• WHAT IS REQUIRED
Pick each line containing "needs" out of the records.

(Collected data)
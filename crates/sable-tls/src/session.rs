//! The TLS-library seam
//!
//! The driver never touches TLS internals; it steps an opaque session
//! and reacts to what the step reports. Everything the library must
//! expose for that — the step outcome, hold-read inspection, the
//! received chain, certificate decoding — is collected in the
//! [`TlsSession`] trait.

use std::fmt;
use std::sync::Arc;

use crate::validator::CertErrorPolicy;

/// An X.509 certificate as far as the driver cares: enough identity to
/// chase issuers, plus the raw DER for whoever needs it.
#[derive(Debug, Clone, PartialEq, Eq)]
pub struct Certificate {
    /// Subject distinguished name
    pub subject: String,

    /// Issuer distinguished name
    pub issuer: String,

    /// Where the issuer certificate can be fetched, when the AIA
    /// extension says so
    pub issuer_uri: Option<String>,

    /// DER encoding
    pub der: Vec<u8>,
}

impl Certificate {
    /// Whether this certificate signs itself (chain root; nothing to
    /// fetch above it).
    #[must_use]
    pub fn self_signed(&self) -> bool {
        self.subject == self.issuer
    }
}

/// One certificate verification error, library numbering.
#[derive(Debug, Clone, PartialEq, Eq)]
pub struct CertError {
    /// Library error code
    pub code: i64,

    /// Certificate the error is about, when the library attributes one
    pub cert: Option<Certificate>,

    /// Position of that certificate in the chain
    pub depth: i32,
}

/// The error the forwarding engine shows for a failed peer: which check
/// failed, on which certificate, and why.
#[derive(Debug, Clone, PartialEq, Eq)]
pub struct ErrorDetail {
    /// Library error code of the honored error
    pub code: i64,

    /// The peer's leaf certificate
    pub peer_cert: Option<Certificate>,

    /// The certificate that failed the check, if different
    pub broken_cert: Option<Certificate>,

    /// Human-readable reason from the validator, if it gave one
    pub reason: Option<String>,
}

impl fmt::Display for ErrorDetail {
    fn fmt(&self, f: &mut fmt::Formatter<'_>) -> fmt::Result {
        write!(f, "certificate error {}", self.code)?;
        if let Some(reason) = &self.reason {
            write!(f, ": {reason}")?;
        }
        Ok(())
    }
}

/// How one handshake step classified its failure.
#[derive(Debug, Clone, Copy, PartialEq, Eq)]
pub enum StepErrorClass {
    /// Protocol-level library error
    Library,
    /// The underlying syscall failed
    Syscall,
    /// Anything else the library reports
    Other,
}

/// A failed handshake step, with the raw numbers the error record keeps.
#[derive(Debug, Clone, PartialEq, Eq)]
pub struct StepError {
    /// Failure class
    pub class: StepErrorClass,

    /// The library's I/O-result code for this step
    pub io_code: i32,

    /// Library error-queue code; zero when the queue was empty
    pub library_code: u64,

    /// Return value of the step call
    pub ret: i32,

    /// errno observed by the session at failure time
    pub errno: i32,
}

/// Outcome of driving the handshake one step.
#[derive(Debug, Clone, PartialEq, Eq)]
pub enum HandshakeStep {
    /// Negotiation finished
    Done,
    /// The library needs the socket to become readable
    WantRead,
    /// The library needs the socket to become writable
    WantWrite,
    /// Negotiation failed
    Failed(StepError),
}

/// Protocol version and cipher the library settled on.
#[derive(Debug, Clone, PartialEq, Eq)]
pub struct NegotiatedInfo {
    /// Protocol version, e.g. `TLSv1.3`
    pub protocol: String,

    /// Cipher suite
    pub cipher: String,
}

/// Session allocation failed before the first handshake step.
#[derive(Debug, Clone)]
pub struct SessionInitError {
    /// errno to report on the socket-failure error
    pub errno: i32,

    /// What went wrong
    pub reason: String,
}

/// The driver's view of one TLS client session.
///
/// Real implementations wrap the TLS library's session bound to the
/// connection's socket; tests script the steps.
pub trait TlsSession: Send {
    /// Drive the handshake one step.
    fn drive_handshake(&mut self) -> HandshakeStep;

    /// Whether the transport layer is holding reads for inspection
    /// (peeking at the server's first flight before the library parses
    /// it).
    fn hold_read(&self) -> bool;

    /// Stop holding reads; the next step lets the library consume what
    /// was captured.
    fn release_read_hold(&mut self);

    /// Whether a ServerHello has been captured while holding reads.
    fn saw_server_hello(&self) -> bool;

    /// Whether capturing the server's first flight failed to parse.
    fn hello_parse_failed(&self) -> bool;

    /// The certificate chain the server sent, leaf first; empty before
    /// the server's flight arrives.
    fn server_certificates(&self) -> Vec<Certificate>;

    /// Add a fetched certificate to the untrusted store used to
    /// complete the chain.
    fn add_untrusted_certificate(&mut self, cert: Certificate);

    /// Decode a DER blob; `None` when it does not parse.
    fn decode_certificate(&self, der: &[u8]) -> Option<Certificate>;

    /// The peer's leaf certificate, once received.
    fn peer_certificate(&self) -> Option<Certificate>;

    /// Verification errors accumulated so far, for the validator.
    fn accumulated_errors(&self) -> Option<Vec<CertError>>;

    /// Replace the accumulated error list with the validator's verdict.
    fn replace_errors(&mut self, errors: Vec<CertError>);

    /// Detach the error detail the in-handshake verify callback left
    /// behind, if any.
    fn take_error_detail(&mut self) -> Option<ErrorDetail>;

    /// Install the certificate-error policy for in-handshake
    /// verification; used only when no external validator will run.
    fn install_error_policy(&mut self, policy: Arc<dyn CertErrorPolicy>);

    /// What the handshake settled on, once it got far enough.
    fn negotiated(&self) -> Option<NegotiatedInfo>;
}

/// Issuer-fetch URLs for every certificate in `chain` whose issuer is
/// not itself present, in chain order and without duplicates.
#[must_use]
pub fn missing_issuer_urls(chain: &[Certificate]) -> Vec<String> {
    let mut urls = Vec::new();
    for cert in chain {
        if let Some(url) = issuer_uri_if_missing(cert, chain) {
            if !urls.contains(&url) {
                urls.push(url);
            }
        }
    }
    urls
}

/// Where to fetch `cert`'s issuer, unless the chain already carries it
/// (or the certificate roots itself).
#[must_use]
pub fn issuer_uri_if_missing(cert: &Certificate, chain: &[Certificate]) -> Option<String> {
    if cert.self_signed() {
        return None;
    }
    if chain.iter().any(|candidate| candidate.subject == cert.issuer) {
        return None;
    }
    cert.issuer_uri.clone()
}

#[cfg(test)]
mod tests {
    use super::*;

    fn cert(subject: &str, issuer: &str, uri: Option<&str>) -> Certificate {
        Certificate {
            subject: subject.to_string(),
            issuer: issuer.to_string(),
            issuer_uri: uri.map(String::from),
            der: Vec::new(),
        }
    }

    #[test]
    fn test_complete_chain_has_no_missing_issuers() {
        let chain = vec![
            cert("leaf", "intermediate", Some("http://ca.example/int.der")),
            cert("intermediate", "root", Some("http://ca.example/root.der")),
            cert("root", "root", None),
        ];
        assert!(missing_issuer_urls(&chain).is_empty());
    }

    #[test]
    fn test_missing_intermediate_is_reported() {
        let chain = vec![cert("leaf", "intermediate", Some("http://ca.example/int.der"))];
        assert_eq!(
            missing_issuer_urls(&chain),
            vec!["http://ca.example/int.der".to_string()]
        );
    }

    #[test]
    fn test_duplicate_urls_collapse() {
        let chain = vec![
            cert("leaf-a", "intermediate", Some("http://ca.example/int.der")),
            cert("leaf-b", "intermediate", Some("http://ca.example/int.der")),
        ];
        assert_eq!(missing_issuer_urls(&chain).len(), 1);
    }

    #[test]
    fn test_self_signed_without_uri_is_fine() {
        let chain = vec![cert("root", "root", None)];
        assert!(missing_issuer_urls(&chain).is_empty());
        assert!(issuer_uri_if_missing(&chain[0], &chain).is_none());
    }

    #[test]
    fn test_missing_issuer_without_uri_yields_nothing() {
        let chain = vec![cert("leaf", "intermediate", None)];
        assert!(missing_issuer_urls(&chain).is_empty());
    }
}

• SOLVED EXERCISE
/// chase issuers, plus the raw DER for whoever needs it.
    /// The library needs the socket to become readable
    /// The library needs the socket to become writable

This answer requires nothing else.